Monday, May 30, 2011

MAKE IT BIGGER & BETTER FOR ME PLEASE!


A Little Empathy Please


Coming back to warm, hospitable, over solicitous India was magical! Just over a decade ago- back from my study work stint in the US of A- and I was ready to conquer the world! Little had I imagined how drastically one disastrous split second could change my life. An accident to a dear one in my life.


Yes India is hospitable to all and sundry. But not to wheelchairs. Have you noticed how people on wheelchairs seldom go out in this country? How they cannot nearly ever use public spaces? How they actually hibernate and hide at home as a result? However a person close to me, a state level sportsman, a sports star from his college days, when he was hit with spinal injury, was not about to be stuck indoors. Wheelchair or no wheelchair. He was tenacious, optimistic,              rambunctious and an outdoor man in every way.



It was my first horrific tryst with the insensitivity that is India.

Never before had I encountered the rude fact that Indians are intrinsically very not empathetic, most oblivious also to the special features necessary in public spaces and also public transport to accommodate wheelchairs.

My white cause cannot be anything else but wheelchair accessibility. I cannot recount how many times I’ve been frustrated at airports.

Here I am - five foot eight, ‘glamorous’, confident, ‘in control’, confident, just crumbling in a public place totally unable to grapple with the deadpan complacency and the insensitive refusal of these people to understand my trauma. Yes, trauma at the lack of compassion and understanding. I mean how can someone who has not been through life’s trials ever even understand what it is to live life on a wheelchair?

To fight with insensitive security personal only to be thought ‘overwrought’, to grapple unbending staff of building projects who say ‘a ramp will ruin the landscape’!

Here I am discussing something so raw and painful, and Mr Panda is worried about ‘landscape’?? At another time I am trying to convince an unmoving cinema manager at Sterling Cinema of special needs of wheelchair persons and he is fixing his hair in his reflection on a window-looking distinctly bored. And then I find myself dealing with bureaucratic airline staff about safety while handling the wheelchair, when they placate me condescendingly looking toward my wallet suggestively.

My good friend Manish Maker who also has a relative close to him using a wheelchair confided how he nearly always ensures that his brother lives mostly in America to assure him of a good quality of life, where there are ramps, special wheelchair parking spaces, broad doors to enter public spaces, lifts at multileveled spaces and MOST importantly, restrooms. Is it not just the most basic requirement to have wheelchair accessible restrooms?

We’re said to be the fastest growing economy after China, becoming a world class super power, an important nation with a place soon on the United Nations Security Council, but I have to say that we have no concept or understanding about being a sensitive, caring, wheelchair accessible nation. And this is my only, greatest, most important white cause for 2011 onward and every year that I live beyond. My mission for the rest of my life in India.
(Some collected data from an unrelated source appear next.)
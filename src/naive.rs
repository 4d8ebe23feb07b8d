//! Peak storage of the extract-everything strategy.
//!
//! The naive pipeline writes every frame of the source as a still image, then
//! writes a double-width side-by-side (SBS) copy of every frame, and only
//! cleans up once both sets are complete. Its peak is therefore both full
//! sets resident at once.
//!
//! # Example
//!
//! ```
//! use framebudget::{NaiveEstimator, VideoProfile};
//!
//! let profile = VideoProfile::new(1920, 1080, 30.0, 600.0)?;
//! let estimate = NaiveEstimator::default().estimate(&profile);
//! assert_eq!(estimate.total_frames, 18_000);
//! println!("peak: {:.1} MB", estimate.total_peak_mb);
//! # Ok::<(), framebudget::EstimateError>(())
//! ```

use serde::Serialize;

use crate::configuration::EstimatorOptions;
use crate::error::EstimateError;
use crate::profile::VideoProfile;

/// Peak storage breakdown for the naive strategy. All sizes in megabytes.
#[derive(Debug, Clone, Copy, PartialEq, Serialize)]
#[must_use]
pub struct StorageEstimate {
    /// Frames in the source video.
    pub total_frames: u64,
    /// Size of one extracted raw frame.
    pub frame_size_mb: f64,
    /// All raw frames resident at once.
    pub extracted_frames_mb: f64,
    /// All SBS frames resident at once.
    pub sbs_frames_mb: f64,
    /// Raw and SBS sets together.
    pub total_peak_mb: f64,
}

/// Estimator for the extract-everything strategy.
#[derive(Debug, Clone, Default)]
pub struct NaiveEstimator {
    options: EstimatorOptions,
}

impl NaiveEstimator {
    /// Create an estimator using the given cost model.
    ///
    /// # Errors
    ///
    /// Returns the error from [`EstimatorOptions::validate`] when any option
    /// is out of range.
    pub fn new(options: EstimatorOptions) -> Result<Self, EstimateError> {
        options.validate()?;
        Ok(Self { options })
    }

    /// Estimate peak storage for `profile`.
    pub fn estimate(&self, profile: &VideoProfile) -> StorageEstimate {
        let total_frames = profile.total_frames();
        let frame_size_mb = self.options.frame_size_mb(profile.pixel_count());

        let extracted_frames_mb = frame_size_mb * total_frames as f64;
        let sbs_frames_mb = (frame_size_mb * 2.0) * total_frames as f64;
        let total_peak_mb = extracted_frames_mb + sbs_frames_mb;

        log::debug!(
            "Naive estimate for {}x{} ({} frames): {:.1} MB peak",
            profile.width(),
            profile.height(),
            total_frames,
            total_peak_mb,
        );

        StorageEstimate {
            total_frames,
            frame_size_mb,
            extracted_frames_mb,
            sbs_frames_mb,
            total_peak_mb,
        }
    }
}

/// Estimate with the stock cost model.
pub fn estimate(profile: &VideoProfile) -> StorageEstimate {
    NaiveEstimator::default().estimate(profile)
}
//! Error types for the `framebudget` crate.
//!
//! This module defines [`EstimateError`], the unified error type returned by
//! every fallible operation in the crate. The estimators themselves are total;
//! errors come from constructing inputs and from writing reports.

use std::io::Error as IoError;

use serde_json::Error as JsonError;
use thiserror::Error;

/// The unified error type for all `framebudget` operations.
///
/// Validation errors are raised when a [`VideoProfile`](crate::VideoProfile),
/// [`ChunkingParameters`](crate::ChunkingParameters) or
/// [`EstimatorOptions`](crate::EstimatorOptions) is built, so an estimate is
/// never computed from degenerate input.
#[derive(Debug, Error)]
#[non_exhaustive]
pub enum EstimateError {
    /// A profile dimension was zero, negative, or not finite.
    #[error("Invalid {field}: {value} (must be greater than zero)")]
    InvalidDimension {
        /// Which profile field was rejected (`"width"`, `"frame rate"`, ...).
        field: &'static str,
        /// The rejected value, rendered as text.
        value: String,
    },

    /// A chunk size of zero was provided.
    #[error("Invalid chunk size: {0} (must be at least 1)")]
    InvalidChunkSize(u64),

    /// An estimator option was outside its accepted range.
    #[error("Invalid option {name}: {value}")]
    InvalidOption {
        /// Option name.
        name: &'static str,
        /// The rejected value, rendered as text.
        value: String,
    },

    /// A comparison was requested over an empty scenario list.
    #[error("No scenarios to compare")]
    NoScenarios,

    /// An I/O error occurred while writing a report.
    #[error("I/O error: {0}")]
    IoError(#[from] IoError),

    /// A report could not be serialised to JSON.
    #[error("JSON error: {0}")]
    JsonError(#[from] JsonError),
}
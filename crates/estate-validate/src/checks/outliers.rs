//! Price outlier detection by the interquartile-range rule.
//!
//! Q1 and Q3 are linear-interpolated quantiles (see `estate_common::stats`).
//! A price is an outlier when it lies below `Q1 - 1.5 * IQR` or above
//! `Q3 + 1.5 * IQR`. Missing prices are ignored.

use polars::prelude::DataFrame;

use estate_common::column_f64_values;
use estate_common::stats::{quantile, sorted_values};
use estate_model::OutlierSummary;
use estate_model::columns::PRECIO;

const IQR_FACTOR: f64 = 1.5;

/// IQR outlier summary for `precio`, when the column has any numeric value.
pub fn check(df: &DataFrame) -> Option<OutlierSummary> {
    let prices: Vec<f64> = column_f64_values(df, PRECIO)?
        .into_iter()
        .flatten()
        .collect();
    price_outliers(&prices)
}

/// IQR outlier summary over a set of prices, `None` when empty.
///
/// # Examples
///
/// ```
/// use estate_validate::price_outliers;
///
/// let summary = price_outliers(&[10.0, 10.0, 10.0, 10.0, 100.0]).unwrap();
/// assert_eq!(summary.iqr, 0.0);
/// assert_eq!(summary.count, 1);
/// ```
pub fn price_outliers(prices: &[f64]) -> Option<OutlierSummary> {
    let sorted = sorted_values(prices);
    let q1 = quantile(&sorted, 0.25)?;
    let q3 = quantile(&sorted, 0.75)?;
    let iqr = q3 - q1;
    let lower_bound = q1 - IQR_FACTOR * iqr;
    let upper_bound = q3 + IQR_FACTOR * iqr;
    let count = sorted
        .iter()
        .filter(|price| **price < lower_bound || **price > upper_bound)
        .count() as u64;
    Some(OutlierSummary {
        q1,
        q3,
        iqr,
        lower_bound,
        upper_bound,
        count,
    })
}
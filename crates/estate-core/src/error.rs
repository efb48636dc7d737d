use thiserror::Error;

use estate_ingest::IngestError;
use estate_output::OutputError;
use estate_transform::TransformError;

/// A pipeline stage was invoked before the stage it depends on.
#[derive(Debug, Clone, Copy, PartialEq, Eq, Error)]
pub enum OrderingError {
    #[error("no data extracted; run extract before transform")]
    TransformBeforeExtract,
    #[error("no processed data; run transform before load")]
    LoadBeforeTransform,
    #[error("no processed data; run transform before building the summary report")]
    ReportBeforeTransform,
}

#[derive(Debug, Error)]
pub enum PipelineError {
    #[error("{0}")]
    Ordering(#[from] OrderingError),
    #[error("{0}")]
    Ingest(#[from] IngestError),
    #[error("{0}")]
    Transform(#[from] TransformError),
    #[error("{0}")]
    Output(#[from] OutputError),
}

pub type Result<T> = std::result::Result<T, PipelineError>;
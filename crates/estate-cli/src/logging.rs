//! Logging setup on top of `tracing-subscriber`.
//!
//! Library crates only emit `tracing` events; this module decides where
//! they go and how they look.
//!
//! # Log Levels
//!
//! - `error`: pipeline failures
//! - `warn`: data-quality violations, price outliers
//! - `info`: stage progress and record counts
//! - `debug`: per-step transform details
//! - `trace`: everything else

use std::fs::OpenOptions;
use std::io::{self, Write};
use std::path::PathBuf;
use std::sync::{Arc, Mutex};

use tracing::level_filters::LevelFilter;
use tracing_subscriber::{
    EnvFilter,
    fmt::{self, MakeWriter},
    layer::SubscriberExt,
    util::SubscriberInitExt,
};

/// Crates whose events follow the configured level. Everything else stays
/// at `warn`.
const WORKSPACE_TARGETS: &[&str] = &[
    "estate",
    "estate_cli",
    "estate_core",
    "estate_ingest",
    "estate_transform",
    "estate_validate",
    "estate_output",
];

/// Configuration for logging behavior.
#[derive(Debug, Clone)]
pub struct LogConfig {
    pub level_filter: LevelFilter,
    /// Let `RUST_LOG` replace the computed filter when it is set.
    pub use_env_filter: bool,
    pub with_timestamps: bool,
    /// Include the module path of each event.
    pub with_target: bool,
    /// Emit span close events (JSON format only).
    pub with_spans: bool,
    pub with_ansi: bool,
    pub format: LogFormat,
    /// Write to this file instead of stderr.
    pub log_file: Option<PathBuf>,
}

/// Log output format.
#[derive(Debug, Clone, Copy, Default, PartialEq, Eq)]
pub enum LogFormat {
    /// Human-readable format with colors.
    #[default]
    Pretty,
    /// Compact single-line format.
    Compact,
    /// JSON format for machine parsing.
    Json,
}

impl Default for LogConfig {
    fn default() -> Self {
        Self {
            level_filter: LevelFilter::WARN,
            use_env_filter: true,
            with_timestamps: false,
            with_target: false,
            with_spans: true,
            with_ansi: true,
            format: LogFormat::default(),
            log_file: None,
        }
    }
}

/// Install the global subscriber. Call once at startup.
///
/// # Errors
///
/// Returns an error if the log file cannot be opened or a subscriber is
/// already installed.
pub fn init_logging(config: &LogConfig) -> io::Result<()> {
    if let Some(path) = &config.log_file {
        let file = OpenOptions::new().create(true).append(true).open(path)?;
        init_logging_with_writer(config, SharedFileWriter::new(file))
    } else {
        init_logging_with_writer(config, io::stderr)
    }
}

/// Install the global subscriber writing to `writer`.
pub fn init_logging_with_writer<W>(config: &LogConfig, writer: W) -> io::Result<()>
where
    W: for<'writer> MakeWriter<'writer> + Send + Sync + 'static,
{
    let filter = build_env_filter(config);
    let registry = tracing_subscriber::registry().with(filter);

    let result = match config.format {
        LogFormat::Json => registry
            .with(
                fmt::layer()
                    .json()
                    .with_writer(writer)
                    .with_target(config.with_target)
                    .with_span_events(if config.with_spans {
                        fmt::format::FmtSpan::CLOSE
                    } else {
                        fmt::format::FmtSpan::NONE
                    }),
            )
            .try_init(),
        LogFormat::Compact => {
            let layer = fmt::layer()
                .compact()
                .with_writer(writer)
                .with_ansi(config.with_ansi)
                .with_target(config.with_target);
            if config.with_timestamps {
                registry.with(layer).try_init()
            } else {
                registry.with(layer.without_time()).try_init()
            }
        }
        LogFormat::Pretty => {
            let layer = fmt::layer()
                .with_writer(writer)
                .with_ansi(config.with_ansi)
                .with_target(config.with_target);
            if config.with_timestamps {
                registry.with(layer).try_init()
            } else {
                registry.with(layer.without_time()).try_init()
            }
        }
    };
    result.map_err(io::Error::other)
}

#[derive(Clone)]
struct SharedFileWriter {
    file: Arc<Mutex<std::fs::File>>,
}

impl SharedFileWriter {
    fn new(file: std::fs::File) -> Self {
        Self {
            file: Arc::new(Mutex::new(file)),
        }
    }
}

struct SharedFileGuard {
    file: Arc<Mutex<std::fs::File>>,
}

impl Write for SharedFileGuard {
    fn write(&mut self, buf: &[u8]) -> io::Result<usize> {
        let mut guard = self
            .file
            .lock()
            .map_err(|_| io::Error::other("log file lock poisoned"))?;
        guard.write(buf)
    }

    fn flush(&mut self) -> io::Result<()> {
        let mut guard = self
            .file
            .lock()
            .map_err(|_| io::Error::other("log file lock poisoned"))?;
        guard.flush()
    }
}

impl<'a> MakeWriter<'a> for SharedFileWriter {
    type Writer = SharedFileGuard;

    fn make_writer(&'a self) -> Self::Writer {
        SharedFileGuard {
            file: Arc::clone(&self.file),
        }
    }
}

/// Directive string applying `level` to every workspace crate.
pub fn default_directives(level: LevelFilter) -> String {
    let level = level.to_string().to_lowercase();
    let mut directives = vec!["warn".to_string()];
    directives.extend(
        WORKSPACE_TARGETS
            .iter()
            .map(|target| format!("{target}={level}")),
    );
    directives.join(",")
}

fn build_env_filter(config: &LogConfig) -> EnvFilter {
    let fallback = || EnvFilter::new(default_directives(config.level_filter));
    if config.use_env_filter {
        EnvFilter::try_from_default_env().unwrap_or_else(|_| fallback())
    } else {
        fallback()
    }
}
Take a bow Sanjay Leela Bhansali for bringing some notice to the cause of Wheelchairs.

In nearly every other country when a wheel chair person needs to use the lift, because other options are scant, people disembark to make way for the person on the wheelchair.
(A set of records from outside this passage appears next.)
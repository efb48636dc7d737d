//! The stateful extract → validate → transform → validate → load sequence.

use std::path::{Path, PathBuf};
use std::time::Instant;

use chrono::NaiveDateTime;
use polars::prelude::DataFrame;
use tracing::{error, info, info_span, warn};

use estate_ingest::read_dataset;
use estate_model::{SummaryReport, ValidationResult};
use estate_output::{OutputFormat, write_dataset};
use estate_transform::{TransformOptions, transform_dataset};
use estate_validate::validate_dataset;

use crate::error::{OrderingError, Result};
use crate::statistics::describe;

/// Layout of the report's run timestamp.
pub const REPORT_TIMESTAMP_FORMAT: &str = "%Y-%m-%d %H:%M:%S";

/// One ETL run over one input file.
///
/// The pipeline holds the raw frame, the processed frame and the most recent
/// validation result, each overwritten by the stage that produces it. It is
/// meant to process a single dataset at a time: every stage takes
/// `&mut self`, and sharing one instance across threads or datasets needs
/// external synchronization. Create a new pipeline per input instead.
#[derive(Debug)]
pub struct EtlPipeline {
    input: PathBuf,
    output: PathBuf,
    options: TransformOptions,
    include_statistics: bool,
    raw: Option<DataFrame>,
    processed: Option<DataFrame>,
    last_validation: Option<ValidationResult>,
}

impl EtlPipeline {
    pub fn new(
        input: impl Into<PathBuf>,
        output: impl Into<PathBuf>,
        options: TransformOptions,
    ) -> Self {
        Self {
            input: input.into(),
            output: output.into(),
            options,
            include_statistics: true,
            raw: None,
            processed: None,
            last_validation: None,
        }
    }

    /// Whether [`run`](Self::run) attaches the numeric statistics digest.
    #[must_use]
    pub fn with_statistics(mut self, include: bool) -> Self {
        self.include_statistics = include;
        self
    }

    pub fn input(&self) -> &Path {
        &self.input
    }

    pub fn output(&self) -> &Path {
        &self.output
    }

    pub fn options(&self) -> &TransformOptions {
        &self.options
    }

    pub fn raw(&self) -> Option<&DataFrame> {
        self.raw.as_ref()
    }

    pub fn processed(&self) -> Option<&DataFrame> {
        self.processed.as_ref()
    }

    pub fn last_validation(&self) -> Option<&ValidationResult> {
        self.last_validation.as_ref()
    }

    /// Read the input file. Replaces any previously extracted data and
    /// discards earlier processed output and validation results.
    pub fn extract(&mut self) -> Result<&DataFrame> {
        let _span = info_span!("extract", path = %self.input.display()).entered();
        let df = read_dataset(&self.input)?;
        info!(
            records = df.height(),
            columns = df.width(),
            "data extracted"
        );
        self.processed = None;
        self.last_validation = None;
        Ok(self.raw.insert(df))
    }

    /// Validate `df` and remember the result as the latest one.
    ///
    /// Failed checks are logged, never raised.
    pub fn validate(&mut self, df: &DataFrame) -> ValidationResult {
        let _span = info_span!("validate").entered();
        let result = validate_dataset(df);
        self.last_validation = Some(result.clone());
        result
    }

    /// Build the processed frame from the extracted one.
    pub fn transform(&mut self) -> Result<&DataFrame> {
        let _span = info_span!("transform").entered();
        let raw = self.raw.as_ref().ok_or(OrderingError::TransformBeforeExtract)?;
        let processed = transform_dataset(raw, &self.options)?;
        Ok(self.processed.insert(processed))
    }

    /// Persist the processed frame to the output path.
    pub fn load(&self) -> Result<OutputFormat> {
        let _span = info_span!("load", path = %self.output.display()).entered();
        let processed = self
            .processed
            .as_ref()
            .ok_or(OrderingError::LoadBeforeTransform)?;
        Ok(write_dataset(processed, &self.output)?)
    }

    /// Snapshot the run: record counts, column count, the latest violation
    /// list and optionally a statistics digest of the processed frame.
    ///
    /// The digest is omitted when the processed frame has no numeric column.
    pub fn summary_report(
        &self,
        processed_at: NaiveDateTime,
        include_statistics: bool,
    ) -> Result<SummaryReport> {
        let processed = self
            .processed
            .as_ref()
            .ok_or(OrderingError::ReportBeforeTransform)?;
        let violations = self
            .last_validation
            .as_ref()
            .map(ValidationResult::messages)
            .unwrap_or_default();
        Ok(SummaryReport {
            processed_at: processed_at.format(REPORT_TIMESTAMP_FORMAT).to_string(),
            original_records: self.raw.as_ref().map_or(0, DataFrame::height),
            processed_records: processed.height(),
            columns: processed.width(),
            violation_count: violations.len(),
            violations,
            statistics: include_statistics
                .then(|| describe(processed))
                .filter(|stats| !stats.is_empty()),
        })
    }

    /// Run every stage in order and return the summary report.
    ///
    /// Any failure is logged and then returned unchanged.
    pub fn run(&mut self) -> Result<SummaryReport> {
        let start = Instant::now();
        info!(
            input = %self.input.display(),
            output = %self.output.display(),
            "starting ETL pipeline"
        );
        let report = self.run_stages().inspect_err(|err| {
            error!(error = %err, "ETL pipeline failed");
        })?;
        info!(
            original_records = report.original_records,
            processed_records = report.processed_records,
            violation_count = report.violation_count,
            duration_ms = start.elapsed().as_millis(),
            "ETL pipeline completed"
        );
        Ok(report)
    }

    fn run_stages(&mut self) -> Result<SummaryReport> {
        let raw = self.extract()?.clone();

        if !self.validate(&raw).passed {
            warn!("raw data failed quality checks; continuing");
        }

        let processed = self.transform()?.clone();

        if !self.validate(&processed).passed {
            warn!("processed data failed quality checks");
        }

        self.load()?;
        self.summary_report(self.options.reference_time, self.include_statistics)
    }
}

#[cfg(test)]
mod tests {
    use super::*;
    use crate::error::PipelineError;
    use chrono::NaiveDate;

    fn pipeline() -> EtlPipeline {
        let reference = NaiveDate::from_ymd_opt(2024, 2, 14)
            .and_then(|d| d.and_hms_opt(0, 0, 0))
            .expect("reference");
        EtlPipeline::new("in.csv", "out.csv", TransformOptions::new(reference))
    }

    #[test]
    fn transform_requires_extract() {
        let mut pipeline = pipeline();
        let err = pipeline.transform().expect_err("ordering");
        assert!(matches!(
            err,
            PipelineError::Ordering(OrderingError::TransformBeforeExtract)
        ));
    }

    #[test]
    fn load_requires_transform() {
        let err = pipeline().load().expect_err("ordering");
        assert!(matches!(
            err,
            PipelineError::Ordering(OrderingError::LoadBeforeTransform)
        ));
    }

    #[test]
    fn report_requires_transform() {
        let pipeline = pipeline();
        let err = pipeline
            .summary_report(pipeline.options().reference_time, false)
            .expect_err("ordering");
        assert!(matches!(
            err,
            PipelineError::Ordering(OrderingError::ReportBeforeTransform)
        ));
    }
}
In my last apartment block, among the affluent of Bombay, Casablanca- I had to fight my entire building society alone because they were too insensitive to understand that a wheelchair person might need to use the lift as priority. It was held against me when I took the liberty to inform the one person in the lift that they might have other options like the stairs but the person on the wheelchair did not presently have the choices that are available to them. They were aggressive and outraged and insisted on 'first come first serve' very self-righteously.

It all starts with our general lack of concern for human life in this country.

Taking a wheelchair as a cause, but the root of the problem lies much deeper, in our lack of concern and compassion for fellow human beings. This insensitivity to the differently abled is just one very apparent facet of the deeper social malaise.
It is every man for himself and the devil take the hindmost.

The desire to bring about change is a very important mission in my life today, and the hope comes from relatively few but fortunately growing tribe of concerned and empathetic human beings that one comes across such as a friend who chose an apartment in a building only after checking that it was wheel chair accessible.

A restraunter who redid his elevator to make it large enough for a wheelchair. The business house where he is part of that despite having its headquarters in a heritage building attached wheelchair lifts to their heritage stone steps; a well known entrepreneur and friend who ensured wheelchair accessibility in every industrial facility , hotel and restaurant he built after ‘touching’ our lives. Those many gracious co passengers who unstintingly came forward to help when our poorly equipped Indian airports that nearly never have aerobridges.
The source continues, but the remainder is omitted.